Problem requirements: Starting at the first line of the data below, write out each line exactly until you reach the line containing "b: self.b.wrapping_add(db as", and include that line too.

Items from a data source
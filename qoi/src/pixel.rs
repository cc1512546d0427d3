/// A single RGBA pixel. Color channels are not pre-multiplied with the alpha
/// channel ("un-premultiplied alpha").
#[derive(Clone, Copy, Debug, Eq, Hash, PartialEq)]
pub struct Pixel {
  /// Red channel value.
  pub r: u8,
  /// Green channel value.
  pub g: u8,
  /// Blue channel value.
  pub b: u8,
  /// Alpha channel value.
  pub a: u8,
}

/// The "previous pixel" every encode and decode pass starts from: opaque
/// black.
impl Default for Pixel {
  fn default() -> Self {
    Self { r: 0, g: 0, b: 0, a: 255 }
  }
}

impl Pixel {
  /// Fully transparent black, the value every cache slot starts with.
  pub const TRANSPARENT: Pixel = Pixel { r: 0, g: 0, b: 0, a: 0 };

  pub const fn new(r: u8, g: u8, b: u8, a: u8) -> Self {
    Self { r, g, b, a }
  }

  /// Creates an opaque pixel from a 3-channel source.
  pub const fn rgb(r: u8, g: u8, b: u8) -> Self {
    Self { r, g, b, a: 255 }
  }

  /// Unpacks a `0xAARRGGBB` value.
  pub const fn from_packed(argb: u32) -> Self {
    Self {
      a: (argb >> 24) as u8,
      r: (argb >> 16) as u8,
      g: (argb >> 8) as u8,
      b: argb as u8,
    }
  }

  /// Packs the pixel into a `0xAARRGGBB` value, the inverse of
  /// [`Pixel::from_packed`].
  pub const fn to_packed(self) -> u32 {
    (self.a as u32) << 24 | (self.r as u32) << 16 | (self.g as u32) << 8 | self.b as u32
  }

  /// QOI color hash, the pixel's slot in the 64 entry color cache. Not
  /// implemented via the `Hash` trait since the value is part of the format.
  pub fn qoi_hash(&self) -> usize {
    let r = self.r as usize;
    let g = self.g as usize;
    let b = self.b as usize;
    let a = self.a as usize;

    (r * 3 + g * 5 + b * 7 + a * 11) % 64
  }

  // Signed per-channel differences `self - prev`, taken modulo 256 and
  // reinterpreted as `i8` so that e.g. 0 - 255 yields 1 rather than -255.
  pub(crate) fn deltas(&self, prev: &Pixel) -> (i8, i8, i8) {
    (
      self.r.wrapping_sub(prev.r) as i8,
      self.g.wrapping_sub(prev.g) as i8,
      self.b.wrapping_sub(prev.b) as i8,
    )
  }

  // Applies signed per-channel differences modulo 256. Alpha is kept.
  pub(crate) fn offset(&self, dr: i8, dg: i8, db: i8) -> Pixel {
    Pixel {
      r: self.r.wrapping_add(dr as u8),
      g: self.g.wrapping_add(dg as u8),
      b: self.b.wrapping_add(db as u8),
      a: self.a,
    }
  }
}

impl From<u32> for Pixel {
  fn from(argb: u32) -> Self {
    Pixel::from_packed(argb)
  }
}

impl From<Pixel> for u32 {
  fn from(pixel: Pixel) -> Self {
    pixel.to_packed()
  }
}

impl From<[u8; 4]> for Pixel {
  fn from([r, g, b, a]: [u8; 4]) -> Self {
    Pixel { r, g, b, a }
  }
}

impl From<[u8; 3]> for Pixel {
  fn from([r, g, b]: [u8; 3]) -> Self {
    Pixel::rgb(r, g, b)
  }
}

Your solution:
filename qoi/src/pixel.rs
repository cc1512546d0427d3
/// A single RGBA pixel. Color channels are not pre-multiplied with the alpha
/// channel ("un-premultiplied alpha").
#[derive(Clone, Copy, Debug, Eq, Hash, PartialEq)]
pub struct Pixel {
  /// Red channel value.
  pub r: u8,
  /// Green channel value.
  pub g: u8,
  /// Blue channel value.
  pub b: u8,
  /// Alpha channel value.
  pub a: u8,
}

/// The "previous pixel" every encode and decode pass starts from: opaque
/// black.
impl Default for Pixel {
  fn default() -> Self {
    Self { r: 0, g: 0, b: 0, a: 255 }
  }
}

impl Pixel {
  /// Fully transparent black, the value every cache slot starts with.
  pub const TRANSPARENT: Pixel = Pixel { r: 0, g: 0, b: 0, a: 0 };

  pub const fn new(r: u8, g: u8, b: u8, a: u8) -> Self {
    Self { r, g, b, a }
  }

  /// Creates an opaque pixel from a 3-channel source.
  pub const fn rgb(r: u8, g: u8, b: u8) -> Self {
    Self { r, g, b, a: 255 }
  }

  /// Unpacks a `0xAARRGGBB` value.
  pub const fn from_packed(argb: u32) -> Self {
    Self {
      a: (argb >> 24) as u8,
      r: (argb >> 16) as u8,
      g: (argb >> 8) as u8,
      b: argb as u8,
    }
  }

  /// Packs the pixel into a `0xAARRGGBB` value, the inverse of
  /// [`Pixel::from_packed`].
  pub const fn to_packed(self) -> u32 {
    (self.a as u32) << 24 | (self.r as u32) << 16 | (self.g as u32) << 8 | self.b as u32
  }

  /// QOI color hash, the pixel's slot in the 64 entry color cache. Not
  /// implemented via the `Hash` trait since the value is part of the format.
  pub fn qoi_hash(&self) -> usize {
    let r = self.r as usize;
    let g = self.g as usize;
    let b = self.b as usize;
    let a = self.a as usize;

    (r * 3 + g * 5 + b * 7 + a * 11) % 64
  }

  // Signed per-channel differences `self - prev`, taken modulo 256 and
  // reinterpreted as `i8` so that e.g. 0 - 255 yields 1 rather than -255.
  pub(crate) fn deltas(&self, prev: &Pixel) -> (i8, i8, i8) {
    (
      self.r.wrapping_sub(prev.r) as i8,
      self.g.wrapping_sub(prev.g) as i8,
      self.b.wrapping_sub(prev.b) as i8,
    )
  }

  // Applies signed per-channel differences modulo 256. Alpha is kept.
  pub(crate) fn offset(&self, dr: i8, dg: i8, db: i8) -> Pixel {
    Pixel {
      r: self.r.wrapping_add(dr as u8),
      g: self.g.wrapping_add(dg as u8),
      b: self.b.wrapping_add(db as u8),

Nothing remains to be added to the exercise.